La Federazione dei Liberali la giudica "una sentenza di grande importanza perché riafferma in modo argomentato il carattere laico e pluralista delle istituzioni europee e della Convenzione Europea dei Diritti dell'Uomo sottoscritta anche dall'Italia" e aggiunge che il Presidente della Camera Fini "critica una cosa che la sentenza non afferma, cioè la negazione del ruolo del Cristianesimo nella società Italiana", l'avvocato del governo persso la Corte europea "gioca sulle parole in modo indegno, dato che sa bene che l'art.7 nel Concordato oggi vigente non si riferisce ad una religione di Stato non più esistente bensì al criterio di reciproca indipendenza tra Stato e Chiesa, per cui un simbolo di una religione non può essere imposto alle strutture dello Stato.

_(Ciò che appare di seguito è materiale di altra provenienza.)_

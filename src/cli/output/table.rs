//! Table output formatting for CLI commands
//!
//! Renders search results and subquery plans with comfy-table. Colors are
//! dropped when `NO_COLOR` is set or the terminal is dumb.

use comfy_table::{presets, Attribute, Cell, Color, ContentArrangement, Table};
use std::env;

use crate::cli::output::truncate;
use crate::domain::models::RetrievedDocument;

const PASSAGE_WIDTH: usize = 80;

/// Table formatter for CLI output
pub struct TableFormatter {
    /// Whether to use colors in output
    use_colors: bool,
    /// Maximum width for tables (None = auto)
    max_width: Option<u16>,
}

impl TableFormatter {
    /// Create a new table formatter
    pub fn new() -> Self {
        Self {
            use_colors: supports_color(),
            max_width: None,
        }
    }

    /// Create a new table formatter with custom settings
    pub const fn with_config(use_colors: bool, max_width: Option<u16>) -> Self {
        Self {
            use_colors,
            max_width,
        }
    }

    /// Format retrieved passages, closest first
    pub fn format_documents(&self, documents: &[RetrievedDocument]) -> String {
        let mut table = self.create_base_table();

        table.set_header(vec![
            Cell::new("#").add_attribute(Attribute::Bold),
            Cell::new("Similarity").add_attribute(Attribute::Bold),
            Cell::new("Source").add_attribute(Attribute::Bold),
            Cell::new("Passage").add_attribute(Attribute::Bold),
        ]);

        for (rank, document) in documents.iter().enumerate() {
            let similarity = document.similarity();
            let score = format!("{similarity:.3}");
            let score_cell = if self.use_colors {
                Cell::new(score).fg(similarity_color(similarity))
            } else {
                Cell::new(score)
            };

            table.add_row(vec![
                Cell::new(rank + 1),
                score_cell,
                Cell::new(truncate(&document.source_id, 40)),
                Cell::new(truncate(&single_line(&document.content), PASSAGE_WIDTH)),
            ]);
        }

        table.to_string()
    }

    /// Format a numbered list of subqueries
    pub fn format_subqueries(&self, subqueries: &[String]) -> String {
        let mut table = self.create_base_table();

        table.set_header(vec![
            Cell::new("#").add_attribute(Attribute::Bold),
            Cell::new("Subquery").add_attribute(Attribute::Bold),
        ]);

        for (n, subquery) in subqueries.iter().enumerate() {
            table.add_row(vec![Cell::new(n + 1), Cell::new(subquery)]);
        }

        table.to_string()
    }

    /// Create a base table with common settings
    fn create_base_table(&self) -> Table {
        let mut table = Table::new();

        table
            .load_preset(presets::UTF8_FULL)
            .set_content_arrangement(ContentArrangement::Dynamic);

        if let Some(width) = self.max_width {
            table.set_width(width);
        }

        table
    }
}

impl Default for TableFormatter {
    fn default() -> Self {
        Self::new()
    }
}

fn similarity_color(similarity: f32) -> Color {
    if similarity >= 0.75 {
        Color::Green
    } else if similarity >= 0.4 {
        Color::Yellow
    } else {
        Color::Red
    }
}

fn single_line(text: &str) -> String {
    text.split_whitespace().collect::<Vec<_>>().join(" ")
}

/// Check if color output is supported
fn supports_color() -> bool {
    if env::var("NO_COLOR").is_ok() {
        return false;
    }

    if let Ok(term) = env::var("TERM") {
        if term == "dumb" {
            return false;
        }
    }

    true
}

#[cfg(test)]
mod tests {
    use super::*;

    #[test]
    fn test_format_documents() {
        let formatter = TableFormatter::with_config(false, Some(120));
        let documents = vec![
            RetrievedDocument::new("Closures capture\n their environment.", "docs/rust.md", 0.1),
            RetrievedDocument::new("Lists are mutable.", "docs/python.md", 0.7),
        ];

        let table = formatter.format_documents(&documents);

        assert!(table.contains("Similarity"));
        assert!(table.contains("docs/rust.md"));
        assert!(table.contains("0.900"));
        assert!(table.contains("Closures capture their environment."));
    }

    #[test]
    fn test_format_subqueries() {
        let formatter = TableFormatter::with_config(false, None);
        let table = formatter.format_subqueries(&["Parse input".to_string(), "Sort".to_string()]);

        assert!(table.contains("Parse input"));
        assert!(table.contains("Sort"));
    }

    #[test]
    fn test_no_color_env() {
        temp_env::with_var("NO_COLOR", Some("1"), || {
            assert!(!supports_color());
        });
    }
}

Quanto al Ministro Gelmini (...) addirittura arriva a supporre che la Convenzione Europea dei Diritti sarebbe in contrasto con il dettato costituzionale italiano, mentre sa benissimo che da tempo la presenza obbligatoria del crocifisso è messa in dubbio proprio da sentenze di Corti italiane".

Questa come opinione politica non radicale ne' veterocomunista. Ma anche dal mondo cristiano sono giunte parole di apprezzamento per la sentenza: la pastora valdese Maria Bonafede, moderatore della Tavola valdese, ha dichiarato: "E' una sentenza importante che finalmente inquadra la questione dell'esposizione dei simboli religiosi in una cornice europea di laicità e di tutela dei diritti di tutti: di chi crede, di chi crede diversamente dalla maggioranza e di chi non crede. Ancora una volta emerge la fragilità, logica prima e giuridica dopo, della tesi secondo cui il crocefisso imposto nelle aule italiane non è un simbolo religioso ma sarebbe l'espressione della cultura nazionale. La verità è che il crocefisso nei luoghi pubblici, come il privilegio dell'Insegnamento religioso cattolico, rimandano all'Italia di un tempo antico e dello stato confessionale. La sfida oggi - conclude Maria Bonafede - è invece quella del pluralismo delle culture e della convivenza tra chi crede e chi non crede nel quadro del valore costituzionale della laicità".

Anche la nostra associazione - apartitica, trasversale e super partes - ha salutato come positiva la sentenza, cosi' come tante associazioni e cittadini (credenti e non) che non ritengono il crocifisso simbolo universale di valori (visto che riguarda meno di un quarto della popolazione mondiale e che per i non credenti rappresenta l'illustrazione della tortura di un innocente) ne' mero simbolo di tradizioni (il che sarebbe riduttivo), ma rispettano ogni credo e l'uguaglianza dei cittadini davanti alla legge e soprattutto, sanno che - sebbene scaturita da una vicenda in cui veniva contestata la presenza del crocifisso - la sentenza esprime il principio generale della illiceita' dell'imposizione di QUALSIASI simbolo religioso da parte dello Stato nei luoghi pubblici.

Purtroppo il messaggio di Mantovano e quelli analogamente generatori di confusione vengono veicolati per ogni dove e attecchiscono facilmente, dal momento che la maggioranza dei cittadini non ha gli elementi per valutarli in modo critico. Speriamo in questo senso di aver dato un contributo chiarificatore.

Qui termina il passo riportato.